Exercise data:
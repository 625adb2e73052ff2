//! ドメイン層
//!
//! チャットルームの参加者・履歴・通知に関するモデルと、
//! 上位層が依存するインターフェース（trait）を定義します。
//! 具体的な実装は Infrastructure 層が提供します（依存性の逆転）。

pub mod entity;
pub mod error;
pub mod history;
pub mod log_sink;
pub mod message_pusher;
pub mod repository;
pub mod room;
pub mod value_object;

pub use entity::{
    ChatLine, DeliveryReport, JoinReceipt, Participant, ParticipantSummary, Renamed,
    RoomSnapshot, SystemNotice,
};
pub use error::{DeliveryError, LogSinkError, RegistryError, ValueObjectError};
pub use history::HistoryBuffer;
pub use log_sink::ChatLogSink;
pub use message_pusher::{
    MessageBroadcaster, OUTBOUND_QUEUE_CAPACITY, PusherChannel, PusherReceiver, outbound_queue,
};
pub use repository::ParticipantRegistry;
pub use room::{DEFAULT_PARTICIPANT_CAPACITY, Room};
pub use value_object::{ConnectionId, ConnectionIdFactory, JoinOrder, ParticipantName, Timestamp};
//! Server state shared by every connection.

use std::sync::Arc;

use crate::usecase::{
    ConnectParticipantUseCase, DisconnectParticipantUseCase, GetRoomStateUseCase,
    RenameParticipantUseCase, SendMessageUseCase,
};

/// Shared application state
pub struct AppState {
    /// ConnectParticipantUseCase（参加者接続のユースケース）
    pub connect_participant_usecase: Arc<ConnectParticipantUseCase>,
    /// DisconnectParticipantUseCase（参加者切断のユースケース）
    pub disconnect_participant_usecase: Arc<DisconnectParticipantUseCase>,
    /// RenameParticipantUseCase（名前変更のユースケース）
    pub rename_participant_usecase: Arc<RenameParticipantUseCase>,
    /// SendMessageUseCase（メッセージ送信のユースケース）
    pub send_message_usecase: Arc<SendMessageUseCase>,
    /// GetRoomStateUseCase（Room 状態取得のユースケース）
    pub get_room_state_usecase: Arc<GetRoomStateUseCase>,
}
//! Admin HTTP API endpoint handlers (read-only).

use std::sync::Arc;

use axum::{Json, Router, extract::State, routing::get};
use tower_http::trace::TraceLayer;

use crate::{
    infrastructure::dto::http::{HistoryDto, RoomStateDto},
    ui::state::AppState,
};

/// Build the admin router
pub fn admin_router(state: Arc<AppState>) -> Router {
    Router::new()
        .route("/api/health", get(health_check))
        .route("/api/room", get(get_room))
        .route("/api/history", get(get_history))
        .layer(TraceLayer::new_for_http())
        .with_state(state)
}

/// Health check endpoint
pub async fn health_check() -> Json<serde_json::Value> {
    Json(serde_json::json!({"status": "ok"}))
}

/// Current participants and history size
pub async fn get_room(State(state): State<Arc<AppState>>) -> Json<RoomStateDto> {
    let room = state.get_room_state_usecase.execute().await;
    Json(room.into())
}

/// Full chat history in broadcast order
pub async fn get_history(State(state): State<Arc<AppState>>) -> Json<HistoryDto> {
    let history = state.get_room_state_usecase.history().await;
    Json(history.into())
}
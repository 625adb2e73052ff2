//! ChatLogSink trait 定義

use async_trait::async_trait;

use super::{ChatLine, LogSinkError};

/// チャット行の永続化先
///
/// ベストエフォート。失敗はチャットの配信に影響させない。
#[cfg_attr(test, mockall::automock)]
#[async_trait]
pub trait ChatLogSink: Send + Sync {
    async fn append(&self, line: &ChatLine) -> Result<(), LogSinkError>;
}
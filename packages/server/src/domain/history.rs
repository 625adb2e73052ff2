//! チャット履歴

use std::collections::VecDeque;

use super::entity::ChatLine;

/// ブロードキャストされたチャット行の順序付きバッファ
///
/// 既定では上限なし。上限を指定した場合は古い行から破棄する。
#[derive(Debug, Clone, Default)]
pub struct HistoryBuffer {
    lines: VecDeque<ChatLine>,
    limit: Option<usize>,
}

impl HistoryBuffer {
    pub fn unbounded() -> Self {
        Self::default()
    }

    /// 最大 `limit` 行を保持する履歴を作成（`limit` は 1 以上）
    ///
    /// 領域は行の追加に合わせて確保する。
    pub fn with_limit(limit: usize) -> Self {
        Self {
            lines: VecDeque::new(),
            limit: Some(limit.max(1)),
        }
    }

    /// 行を末尾に追加し、上限を超えた場合は破棄した行を返す
    pub fn append(&mut self, line: ChatLine) -> Option<ChatLine> {
        self.lines.push_back(line);
        match self.limit {
            Some(limit) if self.lines.len() > limit => self.lines.pop_front(),
            _ => None,
        }
    }

    pub fn iter(&self) -> impl Iterator<Item = &ChatLine> {
        self.lines.iter()
    }

    pub fn to_vec(&self) -> Vec<ChatLine> {
        self.lines.iter().cloned().collect()
    }

    pub fn len(&self) -> usize {
        self.lines.len()
    }

    pub fn is_empty(&self) -> bool {
        self.lines.is_empty()
    }

    pub fn limit(&self) -> Option<usize> {
        self.limit
    }
}

#[cfg(test)]
mod tests {
    use super::*;
    use crate::domain::ParticipantName;

    fn line(body: &str) -> ChatLine {
        ChatLine::compose(
            "2024-01-02 03:04:05",
            &ParticipantName::new("alice").unwrap(),
            body,
        )
    }

    #[test]
    fn test_unbounded_history_keeps_every_line_in_order() {
        // テスト項目: 上限なしの履歴は全ての行を追加順に保持する
        // given (前提条件):
        let mut history = HistoryBuffer::unbounded();

        // when (操作):
        for i in 0..100 {
            assert_eq!(history.append(line(&i.to_string())), None);
        }

        // then (期待する結果):
        assert_eq!(history.len(), 100);
        let bodies: Vec<String> = history.iter().map(|l| l.to_string()).collect();
        assert_eq!(bodies[0], line("0").to_string());
        assert_eq!(bodies[99], line("99").to_string());
    }

    #[test]
    fn test_limited_history_evicts_oldest_line() {
        // テスト項目: 上限付きの履歴は上限を超えると最も古い行を破棄する
        // given (前提条件):
        let mut history = HistoryBuffer::with_limit(2);
        history.append(line("first"));
        history.append(line("second"));

        // when (操作):
        let evicted = history.append(line("third"));

        // then (期待する結果):
        assert_eq!(evicted, Some(line("first")));
        assert_eq!(history.to_vec(), vec![line("second"), line("third")]);
    }

    #[test]
    fn test_huge_limit_does_not_reserve_up_front() {
        // テスト項目: 非常に大きな上限を指定しても作成時に領域を確保せず、通常どおり追加できる
        // given (前提条件):
        let mut history = HistoryBuffer::with_limit(usize::MAX);

        // when (操作):
        let evicted = history.append(line("only"));

        // then (期待する結果):
        assert_eq!(evicted, None);
        assert_eq!(history.limit(), Some(usize::MAX));
        assert_eq!(history.to_vec(), vec![line("only")]);
    }
}
//! Logging setup utilities for the TCP chat server.

use tracing_subscriber::{layer::SubscriberExt, util::SubscriberInitExt};

/// Crates whose spans and events are enabled at the default log level.
const WORKSPACE_CRATES: [&str; 2] = ["tcp_chat_server", "tcp_chat_shared"];

/// Build the default filter directive used when `RUST_LOG` is not set.
///
/// Binary names are normalised the same way rustc normalises crate names
/// (`tcp-chat` becomes the `tcp_chat` target).
pub fn default_filter_directive(binary_name: &str, default_log_level: &str) -> String {
    WORKSPACE_CRATES
        .iter()
        .copied()
        .chain(std::iter::once(binary_name))
        .map(|target| format!("{}={}", target.replace('-', "_"), default_log_level))
        .collect::<Vec<_>>()
        .join(",")
}

/// Initialize the tracing subscriber with the specified default log level.
///
/// This function sets up logging for the workspace crates and the binary.
/// The log level can be overridden using the `RUST_LOG` environment variable.
///
/// # Arguments
///
/// * `binary_name` - The name of the binary (e.g., "tcp-chat")
/// * `default_log_level` - The default log level (e.g., "debug", "info", "warn", "error")
///
/// # Examples
///
/// ```no_run
/// use tcp_chat_shared::logger::setup_logger;
///
/// setup_logger("tcp-chat", "info");
/// ```
pub fn setup_logger(binary_name: &str, default_log_level: &str) {
    tracing_subscriber::registry()
        .with(
            tracing_subscriber::EnvFilter::try_from_default_env().unwrap_or_else(|_| {
                default_filter_directive(binary_name, default_log_level).into()
            }),
        )
        .with(tracing_subscriber::fmt::layer())
        .init();
}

Problem to solve: From the records given above, copy all lines containing "RoomStateDto".

Your solution:
    infrastructure::dto::http::{HistoryDto, RoomStateDto},
pub async fn get_room(State(state): State<Arc<AppState>>) -> Json<RoomStateDto> {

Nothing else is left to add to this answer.